Problem ▸ Find the lines in the material below that include the word "boolean", count them, and give that count alone.

------------------------------------

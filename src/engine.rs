//! One job's lifecycle, end to end: encode, submit, poll with streaming,
//! fetch and persist the result. Sequential phases of a single control
//! flow; the only suspension point lives in the poller.

use std::path::Path;

use tokio::io::AsyncWrite;
use tokio_util::sync::CancellationToken;
use tracing::{info, warn};

use crate::config::{PollPolicy, SolveConfig};
use crate::credentials::CredentialProvider;
use crate::document;
use crate::error::{ServiceFailure, SolveError, SubmissionError};
use crate::job::{CompletionCode, FailureKind, JobHandle, JobStatus};
use crate::model::ModelPayload;
use crate::poller::{poll_to_terminal, PollOutcome};
use crate::results::{self, ResultArtifact};
use crate::service::NeosService;
use crate::stream::OutputStream;
use crate::submit;

/// Sent with the best-effort kill so server-side logs name the client.
pub const KILL_MESSAGE: &str = "killed by nemos";

/// A finished solve: the handle the service issued and the artifact on
/// disk.
#[derive(Debug, Clone, PartialEq, Eq)]
pub struct SolveOutcome {
    pub handle: JobHandle,
    pub artifact: ResultArtifact,
}

pub struct SolveEngine<S> {
    service: S,
    credentials: Box<dyn CredentialProvider>,
    policy: Option<PollPolicy>,
}

impl<S: NeosService> SolveEngine<S> {
    pub fn new(service: S, credentials: impl CredentialProvider + 'static) -> Self {
        Self {
            service,
            credentials: Box::new(credentials),
            policy: None,
        }
    }

    /// Replace the polling policy derived from the request's priority.
    pub fn with_policy(mut self, policy: PollPolicy) -> Self {
        self.policy = Some(policy);
        self
    }

    pub fn service(&self) -> &S {
        &self.service
    }

    /// Encode and submit one job. Fails locally, before any remote call,
    /// when no email is configured.
    pub async fn submit(
        &self,
        model: &ModelPayload,
        config: &SolveConfig,
    ) -> Result<JobHandle, SubmissionError> {
        let email = self
            .credentials
            .email()
            .ok_or(SubmissionError::MissingEmail)?;
        let account = self.credentials.account();
        let username = account.as_ref().map(|a| a.username.as_str());

        let document = document::encode_submission(model, config, &email, username)?;
        submit::submit(&self.service, &document, account.as_ref()).await
    }

    /// Run one job to completion and persist its result beside
    /// `model_path`. Partial output goes to `sink` while the job runs.
    ///
    /// No result file is created on any fatal pre-terminal error; its
    /// absence is the failure signal to the calling toolchain.
    pub async fn solve<W>(
        &self,
        model: &ModelPayload,
        model_path: &Path,
        config: &SolveConfig,
        sink: &mut W,
        cancel: &CancellationToken,
    ) -> Result<SolveOutcome, SolveError>
    where
        W: AsyncWrite + Unpin + Send,
    {
        let handle = self.submit(model, config).await?;
        let policy = match &self.policy {
            Some(policy) => policy.clone(),
            None => PollPolicy::for_priority(config.priority),
        };

        let mut stream = OutputStream::new();
        let outcome =
            poll_to_terminal(&self.service, &handle, &policy, &mut stream, sink, cancel).await?;

        let status = match outcome {
            PollOutcome::Terminal(status) => status,
            PollOutcome::Cancelled => {
                match self.service.kill_job(&handle, KILL_MESSAGE).await {
                    Ok(remark) => info!(job = handle.number, remark = %remark, "kill requested"),
                    Err(e) => warn!(job = handle.number, error = %e, "kill request failed"),
                }
                return Err(SolveError::Cancelled);
            }
        };

        let artifact_path = results::artifact_path(model_path);
        match status {
            JobStatus::Done => {
                let (body, code) = results::fetch_final(&self.service, &handle).await?;
                results::write_artifact(&artifact_path, &body).await?;
                if code.is_success() {
                    Ok(SolveOutcome {
                        handle,
                        artifact: ResultArtifact {
                            path: artifact_path,
                            code,
                            len: body.len(),
                        },
                    })
                } else {
                    // Ran to "Done" but the verdict is not a success.
                    let kind = code.failure_kind().unwrap_or(FailureKind::ServerError);
                    Err(ServiceFailure {
                        kind,
                        code,
                        artifact: Some(artifact_path),
                    }
                    .into())
                }
            }
            JobStatus::Failed(kind) => {
                // Still pull whatever output exists for diagnostics.
                let (code, artifact) =
                    match results::fetch_final(&self.service, &handle).await {
                        Ok((body, code)) => {
                            match results::write_artifact(&artifact_path, &body).await {
                                Ok(()) => (code, Some(artifact_path)),
                                Err(e) => {
                                    warn!(job = handle.number, error = %e, "diagnostic write failed");
                                    (code, None)
                                }
                            }
                        }
                        Err(e) => {
                            warn!(job = handle.number, error = %e, "diagnostic fetch failed");
                            (CompletionCode::Other("unavailable".to_string()), None)
                        }
                    };
                Err(ServiceFailure {
                    kind,
                    code,
                    artifact,
                }
                .into())
            }
            JobStatus::Queued | JobStatus::Running | JobStatus::Unknown => {
                unreachable!("poller only reports terminal statuses")
            }
        }
    }
}
/// A single XML-RPC value.
#[derive(Debug, Clone, PartialEq)]
pub enum Value {
    Int(i32),
    Bool(bool),
    Double(f64),
    String(String),
    Base64(Vec<u8>),
    Array(Vec<Value>),
    Struct(Vec<(String, Value)>),
}

impl Value {
    pub fn as_i32(&self) -> Option<i32> {
        match self {
            Value::Int(n) => Some(*n),
            _ => None,
        }
    }

    pub fn as_str(&self) -> Option<&str> {
        match self {
            Value::String(s) => Some(s),
            _ => None,
        }
    }

    pub fn as_bytes(&self) -> Option<&[u8]> {
        match self {
            Value::Base64(b) => Some(b),
            _ => None,
        }
    }

    pub fn as_array(&self) -> Option<&[Value]> {
        match self {
            Value::Array(items) => Some(items),
            _ => None,
        }
    }

    /// Struct member lookup by name.
    pub fn field(&self, name: &str) -> Option<&Value> {
        match self {
            Value::Struct(members) => members
                .iter()
                .find(|(member, _)| member == name)
                .map(|(_, value)| value),
            _ => None,
        }
    }

    fn write_xml(&self, out: &mut String) {
        out.push_str("<value>");
        match self {
            Value::Int(n) => {
                out.push_str("<int>");
                out.push_str(&n.to_string());
                out.push_str("</int>");
            }
            Value::Bool(b) => {
                out.push_str("<boolean>");
                out.push(if *b { '1' } else { '0' });
                out.push_str("</boolean>");
            }
            Value::Double(d) => {
                out.push_str("<double>");
                out.push_str(&d.to_string());
                out.push_str("</double>");
            }
            Value::String(s) => {
                out.push_str("<string>");
                out.push_str(&escape(s.as_str()));
                out.push_str("</string>");
            }
            Value::Base64(bytes) => {
                out.push_str("<base64>");
                out.push_str(&BASE64.encode(bytes));
                out.push_str("</base64>");
            }
            Value::Array(items) => {
                out.push_str("<array><data>");
                for item in items {
                    item.write_xml(out);
                }
                out.push_str("</data></array>");
            }
            Value::Struct(members) => {
                out.push_str("<struct>");
                for (name, value) in members {
                    out.push_str("<member><name>");
                    out.push_str(&escape(name.as_str()));
                    out.push_str("</name>");
                    value.write_xml(out);
                    out.push_str("</member>");
                }
                out.push_str("</struct>");
            }
        }
        out.push_str("</value>");
    }
}

/// Render one method call document.
pub fn encode_call(method: &str, params: &[Value]) -> String {
    let mut out = String::with_capacity(256);
    out.push_str("<?xml version=\"1.0\"?>");
    out.push_str("<methodCall><methodName>");
    out.push_str(&escape(method));
    out.push_str("</methodName><params>");
    for param in params {
        out.push_str("<param>");
        param.write_xml(&mut out);
        out.push_str("</param>");
    }
    out.push_str("</params></methodCall>");
    out
}
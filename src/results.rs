//! Final result retrieval and persistence. Always asks the service for
//! the authoritative body instead of stitching streamed chunks together,
//! and writes the artifact so a crash can never leave a half-written
//! file that looks valid.

use std::path::{Path, PathBuf};

use tracing::info;

use crate::error::ResultError;
use crate::job::{CompletionCode, JobHandle};
use crate::service::NeosService;

/// Extension of the result file written beside the model.
pub const RESULT_EXTENSION: &str = "sol";

/// A terminal job's persisted output.
#[derive(Debug, Clone, PartialEq, Eq)]
pub struct ResultArtifact {
    pub path: PathBuf,
    pub code: CompletionCode,
    pub len: usize,
}

/// Where the result for `model_path` goes: same directory, same stem,
/// `sol` extension.
pub fn artifact_path(model_path: &Path) -> PathBuf {
    model_path.with_extension(RESULT_EXTENSION)
}

/// Retrieve a terminal job's full output body and completion code.
pub async fn fetch_final<S>(
    service: &S,
    handle: &JobHandle,
) -> Result<(Vec<u8>, CompletionCode), ResultError>
where
    S: NeosService + ?Sized,
{
    let body = service.final_results(handle).await?;
    let code = service.completion_code(handle).await?;
    Ok((body, code))
}

/// Write `body` to `path` atomically: the bytes land in a temporary
/// sibling first and only a rename makes them visible.
pub async fn write_artifact(path: &Path, body: &[u8]) -> Result<(), ResultError> {
    let mut tmp = path.as_os_str().to_owned();
    tmp.push(".tmp");
    let tmp = PathBuf::from(tmp);

    tokio::fs::write(&tmp, body).await?;
    if let Err(e) = tokio::fs::rename(&tmp, path).await {
        let _ = tokio::fs::remove_file(&tmp).await;
        return Err(e.into());
    }

    info!(path = %path.display(), bytes = body.len(), "result written");
    Ok(())
}
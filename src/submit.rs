//! Submission and catalog introspection. One remote call per submission,
//! escalated immediately on transport trouble so a flaky network can
//! never cause a duplicate job.

use tracing::info;

use crate::credentials::Account;
use crate::document::INPUT_METHOD;
use crate::error::{SubmissionError, TransportError};
use crate::job::JobHandle;
use crate::service::{NeosService, SolverEntry};

/// Advertised by the service but unreachable through this protocol; the
/// catalog hides it so nobody submits into a black hole.
pub const EXCLUDED_SOLVER: &str = "SYMPHONY";

/// Submit an encoded document and validate the acknowledgement.
///
/// The service signals rejection by answering with job number 0 and the
/// reason in the password slot.
pub async fn submit<S>(
    service: &S,
    document: &str,
    account: Option<&Account>,
) -> Result<JobHandle, SubmissionError>
where
    S: NeosService + ?Sized,
{
    let (number, password) = match account {
        Some(account) => {
            service
                .authenticated_submit_job(document, &account.username, &account.secret)
                .await?
        }
        None => service.submit_job(document).await?,
    };

    if number == 0 {
        return Err(SubmissionError::Rejected(password));
    }

    info!(job = number, "job submitted");
    Ok(JobHandle::new(number, password))
}

/// The solver catalog restricted to what this client can actually use:
/// entries accepting the MPS input method, minus the excluded solver.
pub async fn list_solvers<S>(service: &S) -> Result<Vec<SolverEntry>, TransportError>
where
    S: NeosService + ?Sized,
{
    let entries = service.list_solver_entries().await?;
    Ok(entries
        .into_iter()
        .filter(|entry| {
            entry.input_method.eq_ignore_ascii_case(INPUT_METHOD)
                && !entry.solver.eq_ignore_ascii_case(EXCLUDED_SOLVER)
        })
        .collect())
}
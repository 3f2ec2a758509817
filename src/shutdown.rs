use tokio::signal::unix::{signal, SignalKind};
use tokio_util::sync::CancellationToken;

/// Install a handler for SIGINT and SIGTERM.
///
/// Returns a `CancellationToken` cancelled on the first signal. The
/// poller watches it so an interrupted solve can still kill its remote
/// job before the process exits.
pub fn install_shutdown_handler() -> CancellationToken {
    let token = CancellationToken::new();
    let token_clone = token.clone();

    tokio::spawn(async move {
        let mut sigterm =
            signal(SignalKind::terminate()).expect("failed to install SIGTERM handler");
        let mut sigint = signal(SignalKind::interrupt()).expect("failed to install SIGINT handler");

        tokio::select! {
            _ = sigterm.recv() => {
                tracing::info!("received SIGTERM, cancelling the solve");
            }
            _ = sigint.recv() => {
                tracing::info!("received SIGINT, cancelling the solve");
            }
        }

        token_clone.cancel();
    });

    token
}
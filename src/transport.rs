//! HTTP leg of the XML-RPC channel. One endpoint, one timeout per call,
//! no retry policy; callers decide what a failed call means.

use reqwest::header::CONTENT_TYPE;
use reqwest::{Client, ClientBuilder};

use crate::config::ServiceConfig;
use crate::error::TransportError;
use crate::xmlrpc::{self, Value};

pub struct Transport {
    client: Client,
    endpoint: String,
}

impl Transport {
    pub fn new(config: &ServiceConfig) -> Result<Self, TransportError> {
        let client = ClientBuilder::new().timeout(config.call_timeout).build()?;
        Ok(Self {
            client,
            endpoint: config.endpoint.clone(),
        })
    }

    pub fn endpoint(&self) -> &str {
        &self.endpoint
    }

    /// Issue one method call and decode its single return value.
    ///
    /// Network problems, non-success HTTP statuses, undecodable bodies and
    /// service faults each come back as their own [`TransportError`] variant.
    pub async fn call(&self, method: &str, params: &[Value]) -> Result<Value, TransportError> {
        let body = xmlrpc::encode_call(method, params);
        tracing::trace!(method, bytes = body.len(), "remote call");

        let response = self
            .client
            .post(&self.endpoint)
            .header(CONTENT_TYPE, "text/xml")
            .body(body)
            .send()
            .await?
            .error_for_status()?;

        let text = response.text().await?;
        xmlrpc::decode_response(&text)
    }
}
pub mod config;
pub mod credentials;
pub mod document;
pub mod engine;
pub mod error;
pub mod job;
pub mod model;
pub mod poller;
pub mod results;
pub mod service;
pub mod shutdown;
pub mod stream;
pub mod submit;
pub mod transport;
pub mod xmlrpc;
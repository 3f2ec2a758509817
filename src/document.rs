//! Builds the XML submission document the service expects. Pure string
//! work, no network interaction.

use quick_xml::escape::escape;

use crate::config::{Priority, SolveConfig, DEFAULT_CATEGORY, DEFAULT_SOLVER};
use crate::error::SubmissionError;
use crate::model::{ModelEncoding, ModelPayload};

/// Input format identifier sent with every submission. The modeling
/// toolchain exports MPS and that is the only format this client speaks.
pub const INPUT_METHOD: &str = "MPS";

/// Encode one submission document.
///
/// Category and solver fall back to the documented defaults when left
/// empty; an empty or binary model body is rejected before anything is
/// built.
pub fn encode_submission(
    model: &ModelPayload,
    config: &SolveConfig,
    email: &str,
    username: Option<&str>,
) -> Result<String, SubmissionError> {
    if model.is_empty() {
        return Err(SubmissionError::EmptyModel);
    }
    let body = match model.encoding() {
        ModelEncoding::Text => model.as_text().ok_or(SubmissionError::BinaryModel)?,
        ModelEncoding::Binary => return Err(SubmissionError::BinaryModel),
    };

    let category = default_if_empty(&config.category, DEFAULT_CATEGORY);
    let solver = default_if_empty(&config.solver, DEFAULT_SOLVER);

    let mut doc = String::with_capacity(body.len() + 512);
    doc.push_str("<document>\n");
    push_field(&mut doc, "category", category);
    push_field(&mut doc, "solver", solver);
    push_field(&mut doc, "inputMethod", INPUT_METHOD);
    push_field(
        &mut doc,
        "priority",
        match config.priority {
            Priority::Short => "short",
            Priority::Long => "long",
        },
    );
    push_field(&mut doc, "email", email);
    if let Some(username) = username {
        push_field(&mut doc, "user", username);
    }
    push_field(&mut doc, "options", &config.options);
    push_field(&mut doc, INPUT_METHOD, body);
    doc.push_str("</document>\n");
    Ok(doc)
}

fn default_if_empty<'a>(value: &'a str, default: &'a str) -> &'a str {
    if value.trim().is_empty() {
        default
    } else {
        value
    }
}

fn push_field(doc: &mut String, tag: &str, value: &str) {
    doc.push('<');
    doc.push_str(tag);
    doc.push('>');
    doc.push_str(&escape(value));
    doc.push_str("</");
    doc.push_str(tag);
    doc.push_str(">\n");
}

#[cfg(test)]
mod tests {
    use super::*;

    fn model() -> ModelPayload {
        ModelPayload::text("NAME test\nROWS\nENDATA\n")
    }

    #[test]
    fn encodes_all_fields() {
        let config = SolveConfig::new("lp", "CPLEX")
            .with_options("feastol=1e-6")
            .with_priority(Priority::Short);
        let doc = encode_submission(&model(), &config, "a@b.com", Some("alice")).unwrap();
        assert!(doc.contains("<category>lp</category>"));
        assert!(doc.contains("<solver>CPLEX</solver>"));
        assert!(doc.contains("<inputMethod>MPS</inputMethod>"));
        assert!(doc.contains("<priority>short</priority>"));
        assert!(doc.contains("<email>a@b.com</email>"));
        assert!(doc.contains("<user>alice</user>"));
        assert!(doc.contains("<options>feastol=1e-6</options>"));
        assert!(doc.contains("NAME test"));
    }

    #[test]
    fn empty_category_and_solver_use_defaults() {
        let config = SolveConfig::new("", "  ");
        let doc = encode_submission(&model(), &config, "a@b.com", None).unwrap();
        assert!(doc.contains("<category>milp</category>"));
        assert!(doc.contains("<solver>FICO-Xpress</solver>"));
        assert!(!doc.contains("<user>"));
    }

    #[test]
    fn model_body_is_escaped() {
        let model = ModelPayload::text("RANGES <r> & co\n");
        let doc = encode_submission(&model, &SolveConfig::default(), "a@b.com", None).unwrap();
        assert!(doc.contains("RANGES &lt;r&gt; &amp; co"));
    }

    #[test]
    fn empty_model_is_rejected() {
        let err = encode_submission(&ModelPayload::text(""), &SolveConfig::default(), "a@b.com", None)
            .unwrap_err();
        assert!(matches!(err, SubmissionError::EmptyModel));
    }

    #[test]
    fn binary_model_is_rejected() {
        let model = ModelPayload::binary(vec![0xff, 0x00]);
        let err =
            encode_submission(&model, &SolveConfig::default(), "a@b.com", None).unwrap_err();
        assert!(matches!(err, SubmissionError::BinaryModel));
    }
}
//! Incremental output streaming for a running job. Tracks the offset
//! already consumed so every fetch asks only for bytes the caller has
//! not seen; the offset never moves backwards.

use tokio::io::{AsyncWrite, AsyncWriteExt};

use crate::error::StreamError;
use crate::job::JobHandle;
use crate::service::NeosService;

#[derive(Debug, Default)]
pub struct OutputStream {
    offset: usize,
}

impl OutputStream {
    pub fn new() -> Self {
        Self::default()
    }

    /// Bytes consumed so far.
    pub fn offset(&self) -> usize {
        self.offset
    }

    /// Fetch output past the current offset and write it to `sink`.
    /// Returns the number of new bytes emitted. A server-reported offset
    /// at or below the current one means nothing new; nothing is emitted
    /// and the offset stays put.
    pub async fn fetch_new<S, W>(
        &mut self,
        service: &S,
        handle: &JobHandle,
        sink: &mut W,
    ) -> Result<usize, StreamError>
    where
        S: NeosService + ?Sized,
        W: AsyncWrite + Unpin + Send,
    {
        let (bytes, new_offset) = service.intermediate_results(handle, self.offset).await?;
        if new_offset <= self.offset || bytes.is_empty() {
            return Ok(0);
        }

        sink.write_all(&bytes).await?;
        sink.flush().await?;
        self.offset = new_offset;
        Ok(bytes.len())
    }
}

------------------------------------

Task solution ▸ 2